なるほど。そのような方法は初めて知りました。教えていただきありがとうございます。


GWさん
>昨日から本日にかけ、同じコロニーを使って二種類のコロピー(ユニバーサルプライマー(M13RとSP6)を用いたコロピーと自作の特異的プライマーを用いたコロピー)を実施しましたが、ユニバーサルプライマーのほうは何も増幅がみられず、特異的プライマーのほうのみバンドがみられました。(タンパクA、Bともに高さはばっちり)
コロピーは30サイクル行い、電気泳動にはPCR産物を5ul流しました。
このことからやはりライゲーションはできていなくて、特異的プライマーによるPCRで増幅できていると思っているものはバックグラウンドということでしょうか…。
しかしユニバーサルプライマーによるPCRで、もしインサートが入っていないのであればMCSの増幅がみられると予想していたのですが、全く見られないというのが疑問です。それならば増えているコロニーは何なのでしょう…?
ちなみにコロニー数は100以上あります。というより、ざっと見るだけで500は超えていると思います。


G25さん
>過去トピ参照
ありがとうございます。読んでみます。
>わたしが言っているのはPCR産物の両端がちゃんと切れているかどうかをチェックする方法です。
完全消化されていることはまずありませんし、消化の程度もまちまち、ときにほとんど切れていないこともあるので、そうしてチェックしてみるのは有用です。
もう一度送ってくださったリンクを読み直し、やっと理解ができました。
理解力不足で申し訳ありません。
インサートのみでライゲーションさせるという考えは全く思いつかなかったです。確かにそれをやれば確かめられますね。

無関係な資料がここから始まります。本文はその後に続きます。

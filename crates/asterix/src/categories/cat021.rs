//! CAT021 "ADS-B Reports" output record. No `original_source/` file
//! exists for this category; built directly from the data fields
//! spec.md §3 describes (SAC/SIC, ToD, WGS-84 position, mode-3A/C,
//! identification, aircraft address), reusing the same unit-scaling
//! constants (§4.5) as the grounded categories.

use crate::context::DecodingContext;
use crate::descriptor::DataItemDescriptor;
use crate::error::ItemError;
use crate::output::adsb021::Adsb021;
use crate::output::ItemValue;
use crate::primitives::{make_si16, make_si32, make_ui16, six_bit_string};
use crate::time::tod_to_seconds;
use crate::uap::{Uap, UapSlot};

const DEG_TO_RAD: f64 = std::f64::consts::PI / 180.0;

fn item_010(bytes: &[u8], _ctx: &mut DecodingContext<'_>) -> Result<ItemValue, ItemError> {
    Ok(ItemValue::Map(vec![
        ("sac", ItemValue::U64(bytes[0] as u64)),
        ("sic", ItemValue::U64(bytes[1] as u64)),
    ]))
}

fn item_140(bytes: &[u8], ctx: &mut DecodingContext<'_>) -> Result<ItemValue, ItemError> {
    let wire = crate::primitives::make_ui24(bytes);
    let seconds = tod_to_seconds(wire);
    ctx.frame.observe_time_of_day(seconds);
    Ok(ItemValue::F64(seconds))
}

fn item_080(bytes: &[u8], _ctx: &mut DecodingContext<'_>) -> Result<ItemValue, ItemError> {
    Ok(ItemValue::U64(crate::primitives::make_ui24(bytes) as u64))
}

fn item_130(bytes: &[u8], _ctx: &mut DecodingContext<'_>) -> Result<ItemValue, ItemError> {
    let lat = make_si32(&bytes[0..4]);
    let lon = make_si32(&bytes[4..8]);
    let lsb = 180.0 / 8_388_608.0; // 180 / 2^23 degrees
    Ok(ItemValue::Map(vec![
        ("latitude_rad", ItemValue::F64(lat as f64 * lsb * DEG_TO_RAD)),
        ("longitude_rad", ItemValue::F64(lon as f64 * lsb * DEG_TO_RAD)),
    ]))
}

fn item_145(bytes: &[u8], _ctx: &mut DecodingContext<'_>) -> Result<ItemValue, ItemError> {
    Ok(ItemValue::F64(25.0 * make_si16(bytes) as f64))
}

fn item_110(bytes: &[u8], _ctx: &mut DecodingContext<'_>) -> Result<ItemValue, ItemError> {
    Ok(ItemValue::F64(6.25 * make_si16(bytes) as f64))
}

fn item_170(bytes: &[u8], _ctx: &mut DecodingContext<'_>) -> Result<ItemValue, ItemError> {
    Ok(ItemValue::Str(six_bit_string(bytes)))
}

fn item_160(bytes: &[u8], _ctx: &mut DecodingContext<'_>) -> Result<ItemValue, ItemError> {
    let speed_wire = make_ui16(&bytes[0..2]);
    let track_wire = make_ui16(&bytes[2..4]);
    // LSB 2**-14 NM/s -> knots (1 NM/s == 3600 kt).
    let speed_kt = speed_wire as f64 * (1.0 / 16384.0) * 3600.0;
    let track_rad = (360.0 / 65536.0) * track_wire as f64 * DEG_TO_RAD;
    Ok(ItemValue::Map(vec![
        ("ground_speed_kt", ItemValue::F64(speed_kt)),
        ("true_track_angle_rad", ItemValue::F64(track_rad)),
    ]))
}

fn item_020(bytes: &[u8], _ctx: &mut DecodingContext<'_>) -> Result<ItemValue, ItemError> {
    Ok(ItemValue::U64(bytes[0] as u64))
}

pub static UAP: Uap = Uap {
    category: 21,
    fspec_max: 2,
    slots: &[
        UapSlot::Item(DataItemDescriptor::Fixed { name: "i021_010", size: 2, decode: item_010 }),
        UapSlot::Item(DataItemDescriptor::Fixed { name: "i021_140", size: 3, decode: item_140 }),
        UapSlot::Item(DataItemDescriptor::Fixed { name: "i021_080", size: 3, decode: item_080 }),
        UapSlot::Item(DataItemDescriptor::Fixed { name: "i021_130", size: 8, decode: item_130 }),
        UapSlot::Item(DataItemDescriptor::Fixed { name: "i021_145", size: 2, decode: item_145 }),
        UapSlot::Item(DataItemDescriptor::Fixed { name: "i021_110", size: 2, decode: item_110 }),
        UapSlot::Item(DataItemDescriptor::Fixed { name: "i021_170", size: 6, decode: item_170 }),
        UapSlot::Item(DataItemDescriptor::Fixed { name: "i021_160", size: 4, decode: item_160 }),
        UapSlot::Item(DataItemDescriptor::Fixed { name: "i021_020", size: 1, decode: item_020 }),
        UapSlot::Ref,
        UapSlot::Spf,
    ],
};

pub fn assemble(items: &[(&'static str, ItemValue)]) -> Adsb021 {
    let mut out = Adsb021::default();
    for (name, value) in items {
        match *name {
            "i021_010" => {
                out.sac = value.field("sac").and_then(ItemValue::as_i64).map(|v| v as u8);
                out.sic = value.field("sic").and_then(ItemValue::as_i64).map(|v| v as u8);
            }
            "i021_140" => out.time_of_day_s = value.as_f64(),
            "i021_080" => out.aircraft_address = value.as_u64().map(|v| v as u32),
            "i021_130" => {
                out.latitude_rad = value.field("latitude_rad").and_then(ItemValue::as_f64);
                out.longitude_rad = value.field("longitude_rad").and_then(ItemValue::as_f64);
            }
            "i021_145" => out.flight_level_ft = value.as_f64(),
            "i021_110" => out.geometric_altitude_ft = value.as_f64(),
            "i021_170" => out.aircraft_identification = value.as_str().map(str::to_owned),
            "i021_160" => {
                out.ground_speed_kt = value.field("ground_speed_kt").and_then(ItemValue::as_f64);
                out.true_track_angle_rad = value.field("true_track_angle_rad").and_then(ItemValue::as_f64);
            }
            "i021_020" => out.emitter_category = value.as_u64().map(|v| v as u8),
            _ => {}
        }
    }
    out
}

#[cfg(test)]
mod tests {
    use super::*;
    use crate::config::EditionConfig;
    use crate::context::FrameState;
    use crate::record::decode_record;
    use hexlit::hex;

    #[test]
    fn decodes_position_and_identification() {
        // FSPEC: FRN1 (010), FRN4 (130), FRN7 (170).
        let fspec = 0b1001_0010u8;
        let mut bytes = vec![fspec];
        bytes.extend_from_slice(&[0x01, 0x02]); // sac/sic
        bytes.extend_from_slice(&[0x00, 0x10, 0x00, 0x00, 0x00, 0x08, 0x00, 0x00]); // lat/lon
        bytes.extend_from_slice(&hex!("0A14F89410C2")); // packed 6-bit identification

        let editions = EditionConfig::latest();
        let mut frame = FrameState::default();
        let mut ctx = DecodingContext::new(&editions, &mut frame);
        let record = decode_record(&bytes, &UAP, &mut ctx).unwrap();
        match record.kind {
            crate::output::RecordKind::Adsb021(a) => {
                assert_eq!(a.sac, Some(1));
                assert_eq!(a.sic, Some(2));
                assert!(a.latitude_rad.is_some());
                assert!(a.aircraft_identification.is_some());
            }
            other => panic!("expected Adsb021, got {other:?}"),
        }
    }
}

ありがとうございます。
試してみようと思います。

(無題) 削除/引用
No.12296-34 - 2024/05/02 (木) 12:52:13 - G25
> の順で行っていますが、私のやり方とG25さんのおっしゃるやり方はどのように違いますでしょうか?理解力不足で申し訳ありません。
> pSP64を同時に制限酵素処理する理由としましては、cutができたかどうかの指標とするとともに、その後ライゲーションで使うためという2つの理由から行っています。

リンク先の書き込みは読んでくれましたか
http://www.kenkyuu2.net/cgi-biotech2012/biotechforum.cgi?mode=view;Code=10784

わたしが言っているのはPCR産物の両端がちゃんと切れているかどうかをチェックする方法です。
完全消化されていることはまずありませんし、消化の程度もまちまち、ときにほとんど切れていないこともあるので、そうしてチェックしてみるのは有用です。

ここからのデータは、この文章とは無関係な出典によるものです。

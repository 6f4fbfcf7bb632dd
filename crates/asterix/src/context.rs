//! Ambient per-frame state and per-record shared context (spec §3
//! "Shared decoding context" / "Global state", §4.7 "Ambient side
//! channels").

use crate::config::EditionConfig;

/// Per-frame ambient state, written by the frame/block layer and read by
/// item decoders. Reset whenever a new frame begins; never carried
/// across frames. Held inside [`DecodingContext`] rather than threaded
/// as extra function parameters, matching the original decoder's use of
/// module-scope "last observed" variables, but scoped to one
/// single-threaded run instead of process globals.
#[derive(Debug, Clone, Default)]
pub struct FrameState {
    pub date: Option<(u16, u8, u8)>,
    pub frame_time_s: Option<f64>,
    pub line: Option<u32>,
    pub last_time_of_day_s: Option<f64>,
    pub records_emitted: u32,
}

impl FrameState {
    /// Record a freshly decoded ToD so the next record missing its own
    /// can inherit it.
    pub fn observe_time_of_day(&mut self, seconds: f64) {
        self.last_time_of_day_s = Some(seconds);
    }
}

/// Per-record shared state, used by immediate-type decoders to pass
/// information to sibling items within the same record. Reset at every
/// record boundary.
///
/// CAT062's track-number width (spec §3's worked example for this
/// struct) turned out not to need a field here: the two widths
/// (12-bit ARTAS-style vs. 16-bit) produce two entirely different
/// item-040 decoders and two static UAP tables (`UAP_TN12`/`UAP_TN16`,
/// see `categories/cat062.rs`), selected once per block by
/// `categories::registry::uap_for` from the active edition — there is
/// no per-record decision left for this scratch space to carry.
#[derive(Debug, Clone, Default)]
pub struct RecordScratch {}

/// The full context passed to every item decoder: read-only active
/// edition configuration plus the two layers of ambient mutable state
/// above.
pub struct DecodingContext<'a> {
    pub editions: &'a EditionConfig,
    pub frame: &'a mut FrameState,
    pub scratch: RecordScratch,
}

impl<'a> DecodingContext<'a> {
    pub fn new(editions: &'a EditionConfig, frame: &'a mut FrameState) -> Self {
        DecodingContext {
            editions,
            frame,
            scratch: RecordScratch::default(),
        }
    }

    pub fn begin_record(&mut self) {
        self.scratch = RecordScratch::default();
    }

    pub fn edition_of(&self, category: u8) -> u8 {
        self.editions.edition_of(category)
    }
}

同時に消化したプラスミドが完全消化されているかどうかなんて全く指標になりません。

(無題) 削除/引用
No.12296-33 - 2024/05/02 (木) 12:41:10 - G25
>一つお聞きしたいおですが、コンピを増やす際に30℃くらいでやるというのはどのようなメリットがあるのでしょうか?増殖が進み衛星などの目的プラスミドが増えてしまうのを防ぐという理由からであっていますでしょうか?

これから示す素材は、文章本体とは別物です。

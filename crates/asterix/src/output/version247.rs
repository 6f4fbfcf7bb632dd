//! CAT247 "Version Number" output record, grounded on `astx_247.cpp`
//! (items 010/015/140/550).

use serde::Serialize;

#[derive(Debug, Clone, Default, Serialize)]
pub struct Version247 {
    pub sac: Option<u8>,
    pub sic: Option<u8>,
    pub service_identification: Option<u8>,
    pub time_of_day_s: Option<f64>,
    /// Item 550 "Version Number": `(category, major, minor)` per
    /// reported standard, one triple per repetition.
    pub version_reports: Vec<(u8, u8, u8)>,
}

pUC系の多コピーレプリコン(500~1000 copy/cell) のoriは温度感受性変異体で、30℃以下になると野生型のコピー数(~30 poly/cell, pBR322など)になります。

過去トピ参照
https://www.google.com/search?q=site%3Awww.kenkyuu2.net%2F+%E3%83%97%E3%83%A9%E3%82%B9%E3%83%9F%E3%83%89+%E6%AF%92%E6%80%A7%E3%80%80leaky&client=firefox-b-d&sca_esv=782705a13c1e22f4&sxsrf=ACQVn0814cNR_KoNL5vBY0ae6eNhDufeSQ%3A1714618068330&ei=1P4yZpzdE7am2roPwsKU6A0&ved=0ahUKEwicl42H-u2FAxU2k1YBHUIhBd0Q4dUDCBA&uact=5&oq=site%3Awww.kenkyuu2.net%2F+%E3%83%97%E3%83%A9%E3%82%B9%E3%83%9F%E3%83%89+%E6%AF%92%E6%80%A7%E3%80%80leaky&gs_lp=Egxnd3Mtd2l6LXNlcnAiNXNpdGU6d3d3Lmtlbmt5dXUyLm5ldC8g44OX44Op44K544Of44OJIOavkuaAp-OAgGxlYWt5SOqeAVC3BFiHnQFwBHgAkAEAmAFloAHXD6oBBDIxLjG4AQPIAQD4AQGYAgCgAgCYAwCIBgGSBwCgB-II&sclient=gws-wiz-serp#ip=1

(無題) 削除/引用
No.12296-32 - 2024/05/02 (木) 12:16:08 - GW
個人的には
Lig反応液をまいたプレートからはインサートバンドがあって
コロニーができてるのに抗Ampのプラスミドが泳動で見れないのが
一番怪しいなと思ったから結果待ちだけど

1年の経験があるし他サンプルでの成功例があるなら
今回のだけ同条件でうまくいかないのは
つつき方が悪かったり手順的なミスじゃなくて
配列に致命的な点があるのかなとも思う


横からだけど
TF30℃ってのは
本人の言う通りのマイルドさなんだろうけど

単純にTFでクリティカルな工程って「そんなに」ないから
サテライトも含め37℃o/nで翌朝一が理想なのは前提として
金曜日にTF用反応液までできたけど月火でTFすると
月曜午前もったいないなーとという時
とりあえず金曜夜に撒いて室温でほったらかして
月曜朝にデカいコロニーの中央表面からつついてみたらワンチャンいけるか
くらいのスケジュール的なメリットもあったりなかったり
いつものコロニー数が100個以上/枚とかの多さでなければの話

(無題) 削除/引用
No.12296-31 - 2024/05/02 (木) 11:27:30 - おお
>[Re:30] プリッツさんは書きました :
> おおさん
>
>
> 一つお聞きしたいおですが、コンピを増やす際に30℃くらいでやるというのはどのようなメリットがあるのでしょうか?増殖が進み衛星などの目的プラスミドが増えてしまうのを防ぐという理由からであっていますでしょうか?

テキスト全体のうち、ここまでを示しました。